++++ Listed entries

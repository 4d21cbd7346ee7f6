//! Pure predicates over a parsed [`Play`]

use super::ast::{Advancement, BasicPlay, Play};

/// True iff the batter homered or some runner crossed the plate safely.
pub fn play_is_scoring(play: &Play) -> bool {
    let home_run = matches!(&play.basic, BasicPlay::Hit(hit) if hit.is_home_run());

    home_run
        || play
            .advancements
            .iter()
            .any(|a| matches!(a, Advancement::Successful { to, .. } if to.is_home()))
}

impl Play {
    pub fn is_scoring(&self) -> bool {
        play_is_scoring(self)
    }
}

++++++++
++++ Listed entries

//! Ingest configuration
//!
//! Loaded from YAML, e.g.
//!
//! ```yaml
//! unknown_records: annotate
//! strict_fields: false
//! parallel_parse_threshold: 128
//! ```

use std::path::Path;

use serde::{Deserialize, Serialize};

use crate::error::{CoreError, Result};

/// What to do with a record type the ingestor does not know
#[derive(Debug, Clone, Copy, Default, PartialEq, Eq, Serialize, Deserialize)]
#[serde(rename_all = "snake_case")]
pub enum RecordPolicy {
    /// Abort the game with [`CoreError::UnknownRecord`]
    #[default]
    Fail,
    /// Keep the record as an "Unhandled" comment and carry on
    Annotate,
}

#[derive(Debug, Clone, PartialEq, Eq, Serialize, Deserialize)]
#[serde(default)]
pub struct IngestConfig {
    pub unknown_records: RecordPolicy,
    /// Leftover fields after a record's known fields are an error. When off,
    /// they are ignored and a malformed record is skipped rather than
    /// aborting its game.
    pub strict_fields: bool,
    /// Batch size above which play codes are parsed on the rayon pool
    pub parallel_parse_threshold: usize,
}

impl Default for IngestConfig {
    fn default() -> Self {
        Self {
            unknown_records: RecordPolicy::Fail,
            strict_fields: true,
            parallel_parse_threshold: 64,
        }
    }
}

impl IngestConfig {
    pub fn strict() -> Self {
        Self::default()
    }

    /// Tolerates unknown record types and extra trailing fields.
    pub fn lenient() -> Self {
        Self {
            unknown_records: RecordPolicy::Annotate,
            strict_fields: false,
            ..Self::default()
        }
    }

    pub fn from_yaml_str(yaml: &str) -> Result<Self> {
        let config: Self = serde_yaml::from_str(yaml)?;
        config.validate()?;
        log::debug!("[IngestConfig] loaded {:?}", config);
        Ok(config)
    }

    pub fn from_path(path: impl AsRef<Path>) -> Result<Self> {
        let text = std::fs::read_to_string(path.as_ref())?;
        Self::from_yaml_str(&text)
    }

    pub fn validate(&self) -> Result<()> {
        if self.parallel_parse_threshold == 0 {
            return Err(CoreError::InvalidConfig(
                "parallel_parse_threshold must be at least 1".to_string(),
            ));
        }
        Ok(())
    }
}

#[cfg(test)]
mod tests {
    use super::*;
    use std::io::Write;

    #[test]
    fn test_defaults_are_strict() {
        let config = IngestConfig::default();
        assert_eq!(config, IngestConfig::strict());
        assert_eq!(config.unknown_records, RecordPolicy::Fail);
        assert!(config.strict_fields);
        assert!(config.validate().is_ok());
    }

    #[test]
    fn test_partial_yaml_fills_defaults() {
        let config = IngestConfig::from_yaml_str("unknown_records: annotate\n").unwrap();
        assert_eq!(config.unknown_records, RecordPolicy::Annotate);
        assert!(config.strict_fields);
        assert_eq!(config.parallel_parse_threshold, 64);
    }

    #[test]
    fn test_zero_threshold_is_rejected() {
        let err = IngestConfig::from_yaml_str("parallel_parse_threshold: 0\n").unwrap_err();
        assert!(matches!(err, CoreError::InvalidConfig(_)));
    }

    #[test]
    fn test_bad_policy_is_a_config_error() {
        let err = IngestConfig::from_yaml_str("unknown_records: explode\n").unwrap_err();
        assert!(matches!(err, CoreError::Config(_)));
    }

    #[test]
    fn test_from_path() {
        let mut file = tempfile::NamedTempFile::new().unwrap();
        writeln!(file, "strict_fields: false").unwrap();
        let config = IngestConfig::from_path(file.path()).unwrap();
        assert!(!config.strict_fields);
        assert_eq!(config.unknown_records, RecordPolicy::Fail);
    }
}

++++++++

### What to do
Only the lines above starting with the one with "repository 4d21cbd7346ee7f6" and going through the one with "pub fn play_is_scoring(play: &Play)" are to be copied, word for word and with both ends kept.

### Answer for the task
repository 4d21cbd7346ee7f6
//! Pure predicates over a parsed [`Play`]

use super::ast::{Advancement, BasicPlay, Play};

/// True iff the batter homered or some runner crossed the plate safely.
pub fn play_is_scoring(play: &Play) -> bool {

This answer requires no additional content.